**TASK PROMPT:**
Copy each line below without leaving any out.
━━━━━ RECORDS FOR THE EXERCISE
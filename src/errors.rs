//! Typed error hierarchy for the live-refresh client.
//!
//! - `TransportError`: connecting to, writing to, or reading from the push channel
//! - `ConfigError`: loading, saving, and interpreting `live.toml`
//!
//! Envelope and origin errors live in `kanban_common` next to their types.

use kanban_common::OriginError;
use thiserror::Error;

/// Errors from a single transport (one connection attempt and its lifetime).
#[derive(Debug, Error)]
pub enum TransportError {
    #[error("Invalid endpoint '{endpoint}': {reason}")]
    InvalidEndpoint { endpoint: String, reason: String },

    #[error("Failed to connect to {endpoint}: {reason}")]
    Connect { endpoint: String, reason: String },

    #[error("Failed to send frame: {0}")]
    Send(String),

    #[error("Failed to receive frame: {0}")]
    Receive(String),
}

/// Errors from the configuration layer.
#[derive(Debug, Error)]
pub enum ConfigError {
    #[error("Failed to read config file at {path}: {source}")]
    Read {
        path: std::path::PathBuf,
        #[source]
        source: std::io::Error,
    },

    #[error("Failed to write config file at {path}: {source}")]
    Write {
        path: std::path::PathBuf,
        #[source]
        source: std::io::Error,
    },

    #[error("Failed to parse live.toml: {0}")]
    Parse(#[from] toml::de::Error),

    #[error("Failed to serialize live.toml: {0}")]
    Serialize(#[from] toml::ser::Error),

    #[error("Invalid page origin: {0}")]
    InvalidOrigin(#[from] OriginError),
}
━━━━━━━━━━
**EXERCISE OUTPUT:**
filename src/errors.rs
//! Typed error hierarchy for the live-refresh client.
//!
//! - `TransportError`: connecting to, writing to, or reading from the push channel
//! - `ConfigError`: loading, saving, and interpreting `live.toml`
//!
//! Envelope and origin errors live in `kanban_common` next to their types.

use kanban_common::OriginError;
use thiserror::Error;

/// Errors from a single transport (one connection attempt and its lifetime).
#[derive(Debug, Error)]
pub enum TransportError {
    #[error("Invalid endpoint '{endpoint}': {reason}")]
    InvalidEndpoint { endpoint: String, reason: String },

    #[error("Failed to connect to {endpoint}: {reason}")]
    Connect { endpoint: String, reason: String },

    #[error("Failed to send frame: {0}")]
    Send(String),

    #[error("Failed to receive frame: {0}")]
    Receive(String),
}

/// Errors from the configuration layer.
#[derive(Debug, Error)]
pub enum ConfigError {
    #[error("Failed to read config file at {path}: {source}")]
    Read {
        path: std::path::PathBuf,
        #[source]
        source: std::io::Error,
    },

    #[error("Failed to write config file at {path}: {source}")]
    Write {
        path: std::path::PathBuf,
        #[source]
        source: std::io::Error,
    },

    #[error("Failed to parse live.toml: {0}")]
    Parse(#[from] toml::de::Error),

    #[error("Failed to serialize live.toml: {0}")]
    Serialize(#[from] toml::ser::Error),

    #[error("Invalid page origin: {0}")]
    InvalidOrigin(#[from] OriginError),
}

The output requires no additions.